# [Aim of the task]
Take every line containing "usages" from the material and copy it.

-*-

impl WgpuDevice {
    /// Wraps a created device and its queue.
    pub fn new(device: wgpu::Device, queue: wgpu::Queue, adapter_info: &wgpu::AdapterInfo) -> Self {
        let adapter_info = AdapterInfo {
            name: adapter_info.name.clone(),
            backend: super::conversions::backend_name(adapter_info.backend).to_string(),
            device_type: adapter_info.device_type.into_wgpu(),
        };
        Self {
            internal: Arc::new(WgpuDeviceInternal {
                device,
                queue,
                adapter_info,
                textures: Mutex::new(HashMap::new()),
                buffers: Mutex::new(HashMap::new()),
                shaders: Mutex::new(HashMap::new()),
                programs: Mutex::new(HashMap::new()),
                uniforms: Mutex::new(HashMap::new()),
                next_id: AtomicU32::new(0),
                vram_allocated_bytes: AtomicUsize::new(0),
            }),
        }
    }

    fn next_index(&self) -> u32 {
        self.internal.next_id.fetch_add(1, Ordering::Relaxed)
    }

    /// The underlying wgpu device.
    pub fn wgpu_device(&self) -> &wgpu::Device {
        &self.internal.device
    }

    /// The queue commands are submitted to.
    pub fn queue(&self) -> &wgpu::Queue {
        &self.internal.queue
    }

    /// Whether pipelines may rasterize edges only.
    pub fn supports_polygon_line(&self) -> bool {
        self.internal
            .device
            .features()
            .contains(wgpu::Features::POLYGON_MODE_LINE)
    }

    /// Bytes currently held by live textures.
    pub fn vram_allocated_bytes(&self) -> usize {
        self.internal.vram_allocated_bytes.load(Ordering::Relaxed)
    }

    /// Size and layout of a live texture.
    pub fn texture_info(&self, handle: RawHandle<Texture>) -> Option<WgpuTextureInfo> {
        let textures = self.internal.textures.lock().ok()?;
        textures.get(&handle.index()).map(|entry| WgpuTextureInfo {
            width: entry.width,
            height: entry.height,
            array_layers: entry.array_layers,
            sample_count: entry.sample_count,
            format: entry.format,
        })
    }

    /// A 2D view of one array layer of a live texture.
    /// ## Errors
    /// * `ResourceError::InvalidHandle` - If the texture is not live.
    /// * `ResourceError::OutOfBounds` - If `layer` exceeds the layer count.
    pub fn texture_view(
        &self,
        handle: RawHandle<Texture>,
        layer: u32,
    ) -> Result<wgpu::TextureView, ResourceError> {
        let textures = lock(&self.internal.textures)?;
        let entry = textures
            .get(&handle.index())
            .ok_or(ResourceError::InvalidHandle)?;
        if layer >= entry.array_layers {
            return Err(ResourceError::OutOfBounds);
        }
        Ok(entry.texture.create_view(&wgpu::TextureViewDescriptor {
            label: Some("xrscene layer view"),
            dimension: Some(wgpu::TextureViewDimension::D2),
            base_array_layer: layer,
            array_layer_count: Some(1),
            ..Default::default()
        }))
    }

    /// A live buffer.
    pub fn buffer(&self, handle: RawHandle<Buffer>) -> Option<Arc<wgpu::Buffer>> {
        let buffers = self.internal.buffers.lock().ok()?;
        buffers.get(&handle.index()).map(|entry| entry.buffer.clone())
    }

    /// A live program.
    pub fn program(&self, handle: RawHandle<Program>) -> Option<WgpuProgram> {
        let programs = self.internal.programs.lock().ok()?;
        programs.get(&handle.index()).cloned()
    }

    /// The sampler behind a sampler uniform.
    pub fn sampler(&self, handle: RawHandle<Uniform>) -> Option<Arc<wgpu::Sampler>> {
        let uniforms = self.internal.uniforms.lock().ok()?;
        uniforms.get(&handle.index())?.sampler.clone()
    }

    /// Name and array size of a live uniform.
    pub fn uniform_binding(&self, handle: RawHandle<Uniform>) -> Option<(String, UniformKind, u16)> {
        let uniforms = self.internal.uniforms.lock().ok()?;
        uniforms
            .get(&handle.index())
            .map(|entry| (entry.name.clone(), entry.kind, entry.count))
    }

    fn validate_texture(&self, descriptor: &TextureDescriptor) -> Result<(), ResourceError> {
        let limits = self.internal.device.limits();
        if descriptor.width == 0
            || descriptor.height == 0
            || descriptor.array_layers == 0
            || descriptor.mip_level_count == 0
        {
            return Err(creation_failed("texture", "zero sized texture"));
        }
        if descriptor.width > limits.max_texture_dimension_2d
            || descriptor.height > limits.max_texture_dimension_2d
        {
            return Err(creation_failed(
                "texture",
                format!(
                    "{}x{} exceeds the {} texel limit",
                    descriptor.width, descriptor.height, limits.max_texture_dimension_2d
                ),
            ));
        }
        if descriptor.array_layers > limits.max_texture_array_layers {
            return Err(creation_failed(
                "texture",
                format!("{} array layers exceed the limit", descriptor.array_layers),
            ));
        }
        if !matches!(descriptor.sample_count, 1 | 4) {
            return Err(creation_failed(
                "texture",
                format!("unsupported sample count {}", descriptor.sample_count),
            ));
        }
        if descriptor.sample_count > 1
            && (descriptor.array_layers > 1 || descriptor.mip_level_count > 1)
        {
            return Err(creation_failed(
                "texture",
                "multisampled textures have a single layer and mip",
            ));
        }
        if descriptor.usage.is_empty() {
            return Err(creation_failed("texture", "no usage"));
        }
        if !self.supports_format(descriptor.format) {
            return Err(ResourceError::UnsupportedFormat(descriptor.format));
        }
        Ok(())
    }
}
// Copyright 2025 eraflo
//
// Licensed under the Apache License, Version 2.0 (the "License");
// you may not use this file except in compliance with the License.
// You may obtain a copy of the License at
//
//     http://www.apache.org/licenses/LICENSE-2.0
//
// Unless required by applicable law or agreed to in writing, software
// distributed under the License is distributed on an "AS IS" BASIS,
// WITHOUT WARRANTIES OR CONDITIONS OF ANY KIND, either express or implied.
// See the License for the specific language governing permissions and
// limitations under the License.

//! A macro to declare typed flag sets over an integer mask.
//!
//! Render states, swapchain usages and composition layer flags are all plain
//! integer masks on the wire. The macro gives each of them its own type so a
//! layer flag can never be OR-ed into a render state by accident.

/// Declares a flag set type backed by an integer.
///
/// The generated type is `Copy`, hashable, serializable as its raw bits and
/// prints the names of the flags it contains.
#[macro_export]
#[doc(hidden)]
macro_rules! xrscene_bitflags {
    (
        $(#[$attr:meta])*
        $vis:vis struct $name:ident: $ty:ty {
            $(
                $(#[$flag_attr:meta])*
                const $flag_name:ident = $flag_value:expr;
            )*
        }
    ) => {
        $(#[$attr])*
        #[derive(Clone, Copy, PartialEq, Eq, Hash, Default, PartialOrd, Ord)]
        #[derive(serde::Serialize, serde::Deserialize)]
        #[serde(transparent)]
        $vis struct $name($ty);

        impl $name {
            /// The set with no flag.
            pub const EMPTY: Self = Self(0);

            $(
                $(#[$flag_attr])*
                pub const $flag_name: Self = Self($flag_value);
            )*

            /// Wraps raw bits, keeping bits that match no named flag.
            pub const fn from_bits(bits: $ty) -> Self {
                Self(bits)
            }

            /// The raw mask.
            pub const fn bits(self) -> $ty {
                self.0
            }

            /// `true` when no bit is set.
            pub const fn is_empty(self) -> bool {
                self.0 == 0
            }

            /// `true` when every bit of `other` is set in `self`.
            pub const fn contains(self, other: Self) -> bool {
                self.0 & other.0 == other.0
            }

            /// `true` when `self` and `other` share at least one bit.
            pub const fn intersects(self, other: Self) -> bool {
                self.0 & other.0 != 0
            }

            /// Const-friendly union, usable in table initializers.
            #[must_use]
            pub const fn union(self, other: Self) -> Self {
                Self(self.0 | other.0)
            }

            /// Const-friendly difference.
            #[must_use]
            pub const fn difference(self, other: Self) -> Self {
                Self(self.0 & !other.0)
            }

            /// Sets or clears `other` depending on `value`.
            pub fn set(&mut self, other: Self, value: bool) {
                if value {
                    self.0 |= other.0;
                } else {
                    self.0 &= !other.0;
                }
            }

            /// Every named flag with its name, in declaration order.
            pub const NAMED: &'static [(&'static str, Self)] = &[
                $((stringify!($flag_name), Self($flag_value)),)*
            ];
        }

        impl core::ops::BitOr for $name {
            type Output = Self;
            fn bitor(self, other: Self) -> Self {
                self.union(other)
            }
        }

        impl core::ops::BitOrAssign for $name {
            fn bitor_assign(&mut self, other: Self) {
                self.0 |= other.0;
            }
        }

        impl core::ops::BitAnd for $name {
            type Output = Self;
            fn bitand(self, other: Self) -> Self {
                Self(self.0 & other.0)
            }
        }

        impl core::ops::Sub for $name {
            type Output = Self;
            fn sub(self, other: Self) -> Self {
                self.difference(other)
            }
        }

        impl core::fmt::Debug for $name {
            fn fmt(&self, f: &mut core::fmt::Formatter<'_>) -> core::fmt::Result {
                let mut remaining = self.0;
                let mut parts = f.debug_set();
                for (name, flag) in Self::NAMED {
                    // Zero-valued and composite flags are skipped once their bits are consumed.
                    if flag.0 != 0 && remaining & flag.0 == flag.0 {
                        parts.entry(&format_args!("{name}"));
                        remaining &= !flag.0;
                    }
                }
                if remaining != 0 {
                    parts.entry(&format_args!("{remaining:#x}"));
                }
                parts.finish()
            }
        }
    };
}
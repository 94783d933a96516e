// Copyright 2025 eraflo
//
// Licensed under the Apache License, Version 2.0 (the "License");
// you may not use this file except in compliance with the License.
// You may obtain a copy of the License at
//
//     http://www.apache.org/licenses/LICENSE-2.0
//
// Unless required by applicable law or agreed to in writing, software
// distributed under the License is distributed on an "AS IS" BASIS,
// WITHOUT WARRANTIES OR CONDITIONS OF ANY KIND, either express or implied.
// See the License for the specific language governing permissions and
// limitations under the License.


//! Compositor implementations.

pub mod headless;
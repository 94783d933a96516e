// Copyright 2025 eraflo
//
// Licensed under the Apache License, Version 2.0 (the "License");
// you may not use this file except in compliance with the License.
// You may obtain a copy of the License at
//
//     http://www.apache.org/licenses/LICENSE-2.0
//
// Unless required by applicable law or agreed to in writing, software
// distributed under the License is distributed on an "AS IS" BASIS,
// WITHOUT WARRANTIES OR CONDITIONS OF ANY KIND, either express or implied.
// See the License for the specific language governing permissions and
// limitations under the License.


//! Graphics backends.

pub mod wgpu;
// Copyright 2025 eraflo
//
// Licensed under the Apache License, Version 2.0 (the "License");
// you may not use this file except in compliance with the License.
// You may obtain a copy of the License at
//
//     http://www.apache.org/licenses/LICENSE-2.0
//
// Unless required by applicable law or agreed to in writing, software
// distributed under the License is distributed on an "AS IS" BASIS,
// WITHOUT WARRANTIES OR CONDITIONS OF ANY KIND, either express or implied.
// See the License for the specific language governing permissions and
// limitations under the License.

//! The contract every graphics backend implements.

use std::fmt::Debug;

use super::error::ResourceError;
use super::handle::{Buffer, Program, RawHandle, Shader, Texture, Uniform};
use super::resource::{
    AdapterInfo, BufferDescriptor, ShaderDescriptor, TextureDescriptor, TextureFormat,
    UniformDescriptor,
};

/// A graphics device able to create and destroy GPU objects.
///
/// Objects are named by [`RawHandle`]s. Callers normally wrap them in a
/// [`UniqueHandle`](super::handle::UniqueHandle) or
/// [`SharedHandle`](super::handle::SharedHandle), which call the matching
/// `destroy_*` method exactly once.
pub trait GpuDevice: Send + Sync + Debug {
    /// Describes the adapter the device runs on.
    fn adapter_info(&self) -> AdapterInfo;

    /// Whether textures of `format` can be created and rendered to.
    fn supports_format(&self, format: TextureFormat) -> bool;

    /// Creates a texture.
    /// ## Arguments
    /// * `descriptor` - Size, layer count, sample count, format and usages.
    /// ## Errors
    /// * `ResourceError` - If the backend rejects the descriptor.
    fn create_texture(
        &self,
        descriptor: &TextureDescriptor,
    ) -> Result<RawHandle<Texture>, ResourceError>;

    /// Destroys a texture.
    fn destroy_texture(&self, handle: RawHandle<Texture>) -> Result<(), ResourceError>;

    /// Uploads the full contents of one array layer of mip level 0.
    /// ## Arguments
    /// * `handle` - The texture to write.
    /// * `layer` - The array layer to fill.
    /// * `data` - Tightly packed texels, `width * height * bytes_per_pixel` bytes.
    /// ## Errors
    /// * `ResourceError::OutOfBounds` - If `layer` or `data` exceed the texture.
    fn write_texture(
        &self,
        handle: RawHandle<Texture>,
        layer: u32,
        data: &[u8],
    ) -> Result<(), ResourceError>;

    /// Creates a buffer.
    fn create_buffer(&self, descriptor: &BufferDescriptor)
        -> Result<RawHandle<Buffer>, ResourceError>;

    /// Destroys a buffer.
    fn destroy_buffer(&self, handle: RawHandle<Buffer>) -> Result<(), ResourceError>;

    /// Writes `data` into a buffer at `offset`.
    fn write_buffer(
        &self,
        handle: RawHandle<Buffer>,
        offset: u64,
        data: &[u8],
    ) -> Result<(), ResourceError>;

    /// Compiles a single shader stage.
    fn create_shader(&self, descriptor: &ShaderDescriptor)
        -> Result<RawHandle<Shader>, ResourceError>;

    /// Destroys a shader stage.
    fn destroy_shader(&self, handle: RawHandle<Shader>) -> Result<(), ResourceError>;

    /// Links a vertex and a fragment stage into a program.
    /// ## Arguments
    /// * `vertex` - A live vertex stage.
    /// * `fragment` - A live fragment stage.
    /// * `label` - Debug label.
    /// ## Errors
    /// * `ResourceError::InvalidHandle` - If either stage is not live.
    fn create_program(
        &self,
        vertex: RawHandle<Shader>,
        fragment: RawHandle<Shader>,
        label: Option<&str>,
    ) -> Result<RawHandle<Program>, ResourceError>;

    /// Destroys a program.
    fn destroy_program(&self, handle: RawHandle<Program>) -> Result<(), ResourceError>;

    /// Creates a named uniform slot.
    fn create_uniform(
        &self,
        descriptor: &UniformDescriptor,
    ) -> Result<RawHandle<Uniform>, ResourceError>;

    /// Destroys a uniform slot.
    fn destroy_uniform(&self, handle: RawHandle<Uniform>) -> Result<(), ResourceError>;
}
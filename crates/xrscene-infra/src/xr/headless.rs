// Copyright 2025 eraflo
//
// Licensed under the Apache License, Version 2.0 (the "License");
// you may not use this file except in compliance with the License.
// You may obtain a copy of the License at
//
//     http://www.apache.org/licenses/LICENSE-2.0
//
// Unless required by applicable law or agreed to in writing, software
// distributed under the License is distributed on an "AS IS" BASIS,
// WITHOUT WARRANTIES OR CONDITIONS OF ANY KIND, either express or implied.
// See the License for the specific language governing permissions and
// limitations under the License.


//! An offscreen compositor standing in for an XR runtime.
//!
//! Swapchain images are ordinary device textures. The frame protocol is
//! enforced the way a runtime enforces it: images are acquired in ring order,
//! a wait applies to the oldest acquired image not yet waited on, and release
//! hands back the oldest acquired image.

use std::borrow::Cow;
use std::collections::{HashMap, VecDeque};
use std::sync::atomic::{AtomicBool, AtomicU64, Ordering};
use std::sync::{Arc, Mutex, MutexGuard};

use glam::{Quat, Vec3};

use xrscene_core::graphics::device::GpuDevice;
use xrscene_core::graphics::handle::{RawHandle, Texture, UniqueHandle};
use xrscene_core::graphics::resource::{TextureDescriptor, TextureFormat, TextureUsage};
use xrscene_core::layer::CompositionLayers;
use xrscene_core::time::FrameTime;
use xrscene_core::xr::compositor::{
    Compositor, CreatedSwapchain, SwapchainCreateInfo, XrSwapchain,
};
use xrscene_core::xr::error::CompositorError;
use xrscene_core::xr::session::{ExtensionSupport, SessionContext};
use xrscene_core::xr::types::{
    Extent2Df, Fov, Pose, Space, SwapchainUsageFlags, Timeout, View, ViewConfigurationType,
    ViewConfigurationView, WaitOutcome,
};

/// Color formats offered to the application, most preferred first.
pub const COLOR_FORMATS: [TextureFormat; 3] = [
    TextureFormat::Rgba8UnormSrgb,
    TextureFormat::Bgra8UnormSrgb,
    TextureFormat::Rgba8Unorm,
];

/// Depth formats offered to the application, most preferred first.
pub const DEPTH_FORMATS: [TextureFormat; 3] = [
    TextureFormat::Depth32Float,
    TextureFormat::Depth24PlusStencil8,
    TextureFormat::Depth16Unorm,
];

/// The simulated headset.
#[derive(Debug, Clone, PartialEq)]
pub struct HeadlessConfig {
    /// Recommended per-eye image width.
    pub eye_width: u32,
    /// Recommended per-eye image height.
    pub eye_height: u32,
    /// Recommended observer image width.
    pub observer_width: u32,
    /// Recommended observer image height.
    pub observer_height: u32,
    /// Images per swapchain.
    pub image_count: usize,
    /// Distance between the eyes in meters.
    pub ipd: f32,
    /// Horizontal and vertical field of view of each eye, in radians.
    pub eye_fov: (f32, f32),
    /// Whether the observer view configuration is enabled.
    pub observer_enabled: bool,
}

impl Default for HeadlessConfig {
    fn default() -> Self {
        Self {
            eye_width: 1024,
            eye_height: 1024,
            observer_width: 1280,
            observer_height: 720,
            image_count: 3,
            ipd: 0.064,
            eye_fov: (1.6, 1.6),
            observer_enabled: false,
        }
    }
}

#[derive(Debug)]
struct AcquiredImage {
    index: u32,
    waited: bool,
}

#[derive(Debug)]
struct HeadlessSwapchain {
    images: Vec<UniqueHandle<Texture>>,
    next_image: u32,
    acquired: VecDeque<AcquiredImage>,
}

#[derive(Debug, Default)]
struct CompositorState {
    swapchains: HashMap<u32, HeadlessSwapchain>,
    next_id: u32,
}

/// A [`Compositor`] that renders nowhere.
#[derive(Debug)]
pub struct HeadlessCompositor {
    device: Arc<dyn GpuDevice>,
    config: HeadlessConfig,
    state: Mutex<CompositorState>,
    stalled: AtomicBool,
    frames_submitted: AtomicU64,
}

/// Maps swapchain usages onto texture usages.
pub fn texture_usage(usage: SwapchainUsageFlags) -> TextureUsage {
    let mut texture = TextureUsage::EMPTY;
    if usage.intersects(
        SwapchainUsageFlags::COLOR_ATTACHMENT | SwapchainUsageFlags::DEPTH_STENCIL_ATTACHMENT,
    ) {
        texture |= TextureUsage::RENDER_TARGET;
    }
    if usage.contains(SwapchainUsageFlags::SAMPLED) {
        texture |= TextureUsage::SAMPLED;
    }
    if usage.contains(SwapchainUsageFlags::TRANSFER_SRC) {
        texture |= TextureUsage::COPY_SRC;
    }
    if usage.contains(SwapchainUsageFlags::TRANSFER_DST) {
        texture |= TextureUsage::COPY_DST;
    }
    texture
}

-*-

# [Answer for the task]
//! Render states, swapchain usages and composition layer flags are all plain
    /// * `descriptor` - Size, layer count, sample count, format and usages.
/// Maps swapchain usages onto texture usages.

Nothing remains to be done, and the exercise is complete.